LE Magazine March 2003
Creatine
Creatine monohydrate in muscular
dystrophies: A double-blind, placebo-controlled clinical
study.
The authors assessed the safety and efficacy of creatine
monohydrate (Cr) in various types of muscular dystrophies in a
double-blind, crossover trial. Thirty-six patients (12
patients with facioscapulohumeral dystrophy, 10 patients with
Becker dystrophy, eight patients with Duchenne dystrophy and
six patients with sarcoglycan-deficient limb girdle muscular
dystrophy) were randomized to receive Cr or placebo for eight
weeks. There was mild but significant improvement in muscle
strength and daily-life activities by Medical Research Council
scales and the Neuromuscular Symptom Score. Cr was well
tolerated throughout the study period.
Neurology 2000 May
9;54(9):1848-50
Creatine monohydrate increases
strength in patients with neuromuscular disease.
Creatine monohydrate has been shown to increase strength in
studies of young healthy subjects and in a few studies with
patients. Creatine monohydrate (10 g daily for five days to 5
g daily for five days) was administered to patients with
neuromuscular disease in a pilot study (Study 1; n = 81),
followed by a single-blinded study (Study 2; n = 21). Body
weight, handgrip, dorsiflexion, and knee extensor strength
were measured before and after treatment. Creatine
administration increased all measured indices in both studies.

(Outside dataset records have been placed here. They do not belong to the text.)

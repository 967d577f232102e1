//! Build isolation using Docker/Podman containers
//!
//! Wraps a build command in a `run --rm` invocation of the container
//! runtime, mounting the package sources read-only and the builder root
//! read-write.

use std::path::{Path, PathBuf};

use crate::error::BuildError;

/// Container runtime type
#[derive(Debug, Clone, Copy, PartialEq, Eq)]
pub enum ContainerRuntime {
    /// Docker container runtime
    Docker,
    /// Podman container runtime
    Podman,
}

impl ContainerRuntime {
    /// Get the command name for this runtime
    pub fn command(&self) -> &'static str {
        match self {
            ContainerRuntime::Docker => "docker",
            ContainerRuntime::Podman => "podman",
        }
    }

    /// Whether the runtime binary is on `PATH`
    pub fn is_available(self) -> bool {
        which::which(self.command()).is_ok()
    }

    /// Detect an available runtime, preferring Docker
    pub fn detect() -> Option<Self> {
        [Self::Docker, Self::Podman]
            .into_iter()
            .find(|r| r.is_available())
    }

    /// Resolve a configured runtime name (`auto`, `docker`, `podman`)
    pub fn resolve(name: &str) -> Result<Self, BuildError> {
        let runtime = match name {
            "docker" => Some(Self::Docker),
            "podman" => Some(Self::Podman),
            _ => Self::detect(),
        };
        runtime
            .filter(|r| r.is_available())
            .ok_or_else(|| BuildError::RuntimeNotAvailable {
                runtime: name.to_string(),
            })
    }
}

/// Mount configuration for container volumes
#[derive(Debug, Clone, PartialEq)]
pub struct MountConfig {
    /// Host path to mount
    pub host_path: PathBuf,
    /// Container path to mount to
    pub container_path: PathBuf,
    /// Whether the mount is read-only
    pub read_only: bool,
}

impl MountConfig {
    /// Create a new read-only mount
    pub fn read_only(host_path: PathBuf, container_path: PathBuf) -> Self {
        Self {
            host_path,
            container_path,
            read_only: true,
        }
    }

    /// Create a new read-write mount
    pub fn read_write(host_path: PathBuf, container_path: PathBuf) -> Self {
        Self {
            host_path,
            container_path,
            read_only: false,
        }
    }

    fn to_arg(&self) -> String {
        let suffix = if self.read_only { ":ro" } else { "" };
        format!(
            "-v={}:{}{}",
            self.host_path.display(),
            self.container_path.display(),
            suffix
        )
    }
}

/// One containerized build invocation
#[derive(Debug, Clone)]
pub struct Sandbox {
    runtime: ContainerRuntime,
    image: String,
    network_enabled: bool,
    mounts: Vec<MountConfig>,
    workdir: PathBuf,
    env: Vec<(String, String)>,
}

impl Sandbox {
    /// Create a sandbox for `image`
    pub fn new(runtime: ContainerRuntime, image: impl Into<String>) -> Self {
        Self {
            runtime,
            image: image.into(),
            network_enabled: false,
            mounts: Vec::new(),
            workdir: PathBuf::from("/src"),
            env: Vec::new(),
        }
    }

    /// Allow or deny network access
    #[must_use]
    pub fn with_network(mut self, enabled: bool) -> Self {
        self.network_enabled = enabled;
        self
    }

    /// Add a mount configuration
    #[must_use]
    pub fn with_mount(mut self, mount: MountConfig) -> Self {
        self.mounts.push(mount);
        self
    }

    /// Set the working directory
    #[must_use]
    pub fn with_workdir(mut self, workdir: &Path) -> Self {
        self.workdir = workdir.to_path_buf();
        self
    }

    /// Add an environment variable
    #[must_use]
    pub fn with_env(mut self, key: impl Into<String>, value: impl Into<String>) -> Self {
        self.env.push((key.into(), value.into()));
        self
    }

    /// Runtime program to execute
    pub fn program(&self) -> &'static str {
        self.runtime.command()
    }

    /// Build the container run command arguments
    pub fn run_args(&self, command: &[String]) -> Vec<String> {
        let mut args = vec!["run".to_string(), "--rm".to_string()];

        if !self.network_enabled {
            args.push("--network=none".to_string());
        }
        args.extend(self.mounts.iter().map(MountConfig::to_arg));
        args.push(format!("-w={}", self.workdir.display()));
        for (key, value) in &self.env {
            args.push(format!("-e={key}={value}"));
        }
        args.push(self.image.clone());
        args.extend(command.iter().cloned());

        args
    }
}

#[cfg(test)]
mod tests {
    use super::*;

    #[test]
    fn test_container_runtime_command() {
        assert_eq!(ContainerRuntime::Docker.command(), "docker");
        assert_eq!(ContainerRuntime::Podman.command(), "podman");
    }

    #[test]
    fn test_mount_args() {
        let ro = MountConfig::read_only(PathBuf::from("/host/src"), PathBuf::from("/src"));
        assert_eq!(ro.to_arg(), "-v=/host/src:/src:ro");
        let rw = MountConfig::read_write(PathBuf::from("/host/root"), PathBuf::from("/build"));
        assert_eq!(rw.to_arg(), "-v=/host/root:/build");
    }

    #[test]
    fn test_run_args_order() {
        let sandbox = Sandbox::new(ContainerRuntime::Podman, "alpine:latest")
            .with_mount(MountConfig::read_only(
                PathBuf::from("/p/zlib"),
                PathBuf::from("/src"),
            ))
            .with_env("PKGFORGE_PACKAGE", "zlib");

        let args = sandbox.run_args(&["sh".to_string(), "build.sh".to_string()]);

        assert_eq!(sandbox.program(), "podman");
        assert_eq!(
            args,
            vec![
                "run",
                "--rm",
                "--network=none",
                "-v=/p/zlib:/src:ro",
                "-w=/src",
                "-e=PKGFORGE_PACKAGE=zlib",
                "alpine:latest",
                "sh",
                "build.sh",
            ]
        );
    }

    #[test]
    fn test_network_flag() {
        let args = Sandbox::new(ContainerRuntime::Docker, "img")
            .with_network(true)
            .run_args(&[]);
        assert!(!args.iter().any(|a| a == "--network=none"));
    }
}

Short-term creatine monohydrate increased high-intensity
strength significantly in patients with neuromuscular
disease.
Neurology 1999 Mar 10;52(4):854-7
Neuroprotective effects of creatine
administration against NMDA and malonate toxicity.
We examined whether creatine administration could exert
neuroprotective effects against excitotoxicity mediated by
N-methyl-D-aspartate (NMDA),
alpha-amino-3-hydroxy-5-methyl-4-isoxazolepropionic acid
(AMPA) and kainic acid. Oral administration of 1% creatine
significantly attenuated striatal excitotoxic lesions produced
by NMDA, but had no effect on lesions produced by AMPA or
kainic acid. Both creatine and nicotinamide can exert
significant protective effects against malonate-induced
striatal lesions. We, therefore, examined whether nicotinamide
could exert additive neuroprotective effects with creatine
against malonate-induced lesions. Nicotinamide with creatine
produced significantly better neuroprotection than creatine
alone against malonate-induced lesions. Creatine can,
therefore, produce significant neuroprotective effects against
NMDA mediated excitotoxic lesions in vivo and the combination
of nicotinamide with creatine exerts additive neuroprotective
effects.
Brain Res 2000 Mar
31;860(1-2):195-8
Creatine and cyclocreatine attenuate
MPTP neurotoxicity.
Systemic administration of 1-methyl-4-phenyl-1,2,3,
6-tetrahydropyridine (MPTP) produces parkinsonism in
experimental animals by a mechanism involving impaired energy
production. MPTP is converted by monoamine oxidase B to
1-methyl-4-phenylpyridinium (MPP+), which blocks complex I of
the electron transport chain. Oral supplementation with
creatine or cyclocreatine, which are substrates for creatine
kinase, may increase phosphocreatine (PCr) or
cyclophosphocreatine (PCCr) and buffer against ATP depletion
and thereby exert neuroprotective effects. In the present
study we found that oral supplementation with either creatine
or cyclocreatine produced significant protection against
MPTP-induced dopamine depletions in mice. Creatine protected
against MPTP-induced loss of Nissl (grandular endoplasmic
reticulum and ribosomes) and tyrosine hydroxylase
immunostained neurons in the substantia nigra. Creatine and
cyclocreatine had no effects on the conversion of MPTP to MPP+
in vivo. These results further implicate metabolic dysfunction
in MPTP neurotoxicity and suggest a novel therapeutic
approach, which may have applicability for Parkinson's
disease.
Exp Neurol 1999 May;157(1):142-9
Role of creatine and phosphocreatine
in neuronal protection from anoxic and ischemic damage.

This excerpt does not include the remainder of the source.